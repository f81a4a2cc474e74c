//! Resolution of external identifiers to canonical `prefix:identifier`
//! cross-references.
//!
//! A [`PrefixRegistry`] maps the scheme names used by the registry (in any
//! casing or punctuation) to canonical prefixes. The [`IdentifierResolver`]
//! applies it per record and remembers which unknown schemes it has already
//! seen, so each one is reported once per run.

use std::collections::{BTreeSet, HashMap, HashSet};

use crate::record::Identifiers;

/// Canonical prefixes and the synonyms that resolve to them.
const KNOWN_PREFIXES: &[(&str, &[&str])] = &[
    ("grid", &["GRID"]),
    ("isni", &["ISNI"]),
    ("wikidata", &["Wikidata", "WD"]),
    ("crossref.funder", &["FundRef", "crossref_funder"]),
    ("ror", &["ROR"]),
    ("orcid", &["ORCID"]),
    ("ringgold", &["Ringgold"]),
];

/// The prefix whose identifiers are Wikipedia page ids, skipped on purpose.
pub const WIKIPEDIA_PAGE_PREFIX: &str = "OrgRef";

/// Outcome of a registry lookup.
#[derive(Debug, Clone, Copy, PartialEq, Eq)]
pub enum Lookup<'a> {
    /// The scheme is known under this canonical prefix.
    Canonical(&'a str),
    /// The scheme is deliberately not resolved.
    Excluded,
    /// The scheme is not in the registry.
    Unknown,
}

/// Known-scheme registry. Immutable once built.
#[derive(Debug, Clone)]
pub struct PrefixRegistry {
    canonical: HashMap<String, String>,
    excluded: HashSet<String>,
}

impl Default for PrefixRegistry {
    fn default() -> Self {
        Self::standard()
    }
}

impl PrefixRegistry {
    /// The built-in registry, with the Wikipedia page-id scheme excluded.
    #[must_use]
    pub fn standard() -> Self {
        let mut registry = Self {
            canonical: HashMap::new(),
            excluded: HashSet::new(),
        };
        for &(canonical, synonyms) in KNOWN_PREFIXES {
            registry = registry.with_synonym(canonical, canonical);
            for synonym in synonyms {
                registry = registry.with_synonym(*synonym, canonical);
            }
        }
        registry.with_excluded(WIKIPEDIA_PAGE_PREFIX)
    }

    /// A registry with no exclusions.
    #[must_use]
    pub fn without_exclusions(mut self) -> Self {
        self.excluded.clear();
        self
    }

    /// Registers `synonym` as resolving to `canonical`.
    #[must_use]
    pub fn with_synonym(mut self, synonym: &str, canonical: &str) -> Self {
        self.canonical
            .insert(normalize_key(synonym), canonical.to_owned());
        self
    }

    /// Marks a prefix as deliberately skipped.
    #[must_use]
    pub fn with_excluded(mut self, prefix: &str) -> Self {
        self.excluded.insert(normalize_key(prefix));
        self
    }

    /// Looks `prefix` up. Exclusion wins over registry presence.
    #[must_use]
    pub fn lookup(&self, prefix: &str) -> Lookup<'_> {
        let key = normalize_key(prefix);
        if self.excluded.contains(&key) {
            return Lookup::Excluded;
        }
        self.canonical
            .get(&key)
            .map_or(Lookup::Unknown, |c| Lookup::Canonical(c))
    }
}

/// Lowercase with `.`, `-`, `_`, `/` and whitespace removed.
fn normalize_key(prefix: &str) -> String {
    prefix
        .chars()
        .filter(|c| !matches!(c, '.' | '-' | '_' | '/') && !c.is_whitespace())
        .flat_map(char::to_lowercase)
        .collect()
}

/// Result of resolving one scheme of one record.
#[derive(Debug, Clone, PartialEq, Eq)]
pub enum Resolution {
    /// Canonical references, one per non-empty identifier, in source order.
    Resolved(Vec<String>),
    /// The scheme is excluded; nothing is emitted and nothing is reported.
    Skipped,
    /// The scheme is unknown. `first_occurrence` is true the first time
    /// this prefix is seen in the run.
    Unresolved {
        /// Whether this is the first record using the prefix.
        first_occurrence: bool,
    },
}

/// Resolves identifiers against a [`PrefixRegistry`], tracking unknown
/// prefixes for the lifetime of a run.
#[derive(Debug, Clone)]
pub struct IdentifierResolver {
    registry: PrefixRegistry,
    unhandled: BTreeSet<String>,
}

impl IdentifierResolver {
    /// Creates a resolver with an empty unhandled set.
    #[must_use]
    pub fn new(registry: PrefixRegistry) -> Self {
        Self {
            registry,
            unhandled: BTreeSet::new(),
        }
    }

    /// Resolves the identifiers of one scheme.
    pub fn resolve(&mut self, prefix: &str, identifiers: &Identifiers) -> Resolution {
        match self.registry.lookup(prefix) {
            Lookup::Excluded => Resolution::Skipped,
            Lookup::Unknown => Resolution::Unresolved {
                first_occurrence: self.unhandled.insert(prefix.to_owned()),
            },
            Lookup::Canonical(canonical) => Resolution::Resolved(
                identifiers
                    .iter()
                    .map(strip_whitespace)
                    .filter(|id| !id.is_empty())
                    .map(|id| format!("{canonical}:{id}"))
                    .collect(),
            ),
        }
    }

    /// Unknown prefixes seen so far, sorted.
    pub fn unhandled_prefixes(&self) -> impl Iterator<Item = &str> {
        self.unhandled.iter().map(String::as_str)
    }
}

fn strip_whitespace(id: &str) -> String {
    id.chars().filter(|c| !c.is_whitespace()).collect()
}

#[cfg(test)]
mod tests {
    use super::*;
    use proptest::prelude::*;

    fn resolver() -> IdentifierResolver {
        IdentifierResolver::new(PrefixRegistry::standard())
    }

    #[test]
    fn strips_whitespace_and_normalizes_prefix() {
        let ids = Identifiers::One("0000 0001 2345 6789".to_owned());
        assert_eq!(
            resolver().resolve("ISNI", &ids),
            Resolution::Resolved(vec!["isni:0000000123456789".to_owned()])
        );
    }

    #[test]
    fn synonyms_resolve_to_canonical_prefix() {
        let ids = Identifiers::from(vec!["501100000780"]);
        assert_eq!(
            resolver().resolve("FundRef", &ids),
            Resolution::Resolved(vec!["crossref.funder:501100000780".to_owned()])
        );
    }

    #[test]
    fn repeated_values_are_not_deduplicated() {
        let ids = Identifiers::from(vec!["Q1", "Q1"]);
        let Resolution::Resolved(curies) = resolver().resolve("Wikidata", &ids) else {
            unreachable!("Wikidata is a known prefix");
        };
        assert_eq!(curies, vec!["wikidata:Q1", "wikidata:Q1"]);
    }

    #[test]
    fn page_id_scheme_is_skipped_even_if_registered() {
        let registry = PrefixRegistry::standard().with_synonym("OrgRef", "wikipedia");
        let mut resolver = IdentifierResolver::new(registry);
        let ids = Identifiers::from(vec!["12345"]);
        assert_eq!(resolver.resolve("OrgRef", &ids), Resolution::Skipped);
        assert_eq!(resolver.unhandled_prefixes().count(), 0);
    }

    #[test]
    fn unknown_prefix_is_first_occurrence_once() {
        let mut resolver = resolver();
        let ids = Identifiers::from(vec!["X1", "X2"]);
        assert_eq!(
            resolver.resolve("FooBarBaz", &ids),
            Resolution::Unresolved {
                first_occurrence: true
            }
        );
        assert_eq!(
            resolver.resolve("FooBarBaz", &ids),
            Resolution::Unresolved {
                first_occurrence: false
            }
        );
        assert_eq!(resolver.unhandled_prefixes().collect::<Vec<_>>(), vec!["FooBarBaz"]);
    }

    #[test]
    fn lookup_ignores_case_and_punctuation() {
        let registry = PrefixRegistry::standard();
        assert_eq!(registry.lookup("crossref-funder"), Lookup::Canonical("crossref.funder"));
        assert_eq!(registry.lookup("grid"), Lookup::Canonical("grid"));
        assert_eq!(registry.lookup("orgref"), Lookup::Excluded);
        assert_eq!(registry.lookup("UKPRN"), Lookup::Unknown);
    }

    proptest! {
        #[test]
        fn resolved_ids_never_contain_whitespace(raw in "[0-9 \t]{1,24}") {
            let ids = Identifiers::One(raw.clone());
            match resolver().resolve("ISNI", &ids) {
                Resolution::Resolved(curies) => {
                    for curie in &curies {
                        prop_assert!(curie.starts_with("isni:"));
                        prop_assert!(!curie.chars().any(char::is_whitespace));
                    }
                    prop_assert_eq!(curies.len(), usize::from(raw.trim().chars().any(|c| !c.is_whitespace())));
                }
                other => prop_assert!(false, "unexpected {:?}", other),
            }
        }
    }
}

━━━

With the line containing "casing or punctuation)" as the last one, please set down exactly the lines of the records above from their very first line, and nothing more.

=== Result of the exercise ===
repository f81a4a2cc474e74c
//! Resolution of external identifiers to canonical `prefix:identifier`
//! cross-references.
//!
//! A [`PrefixRegistry`] maps the scheme names used by the registry (in any
//! casing or punctuation) to canonical prefixes. The [`IdentifierResolver`]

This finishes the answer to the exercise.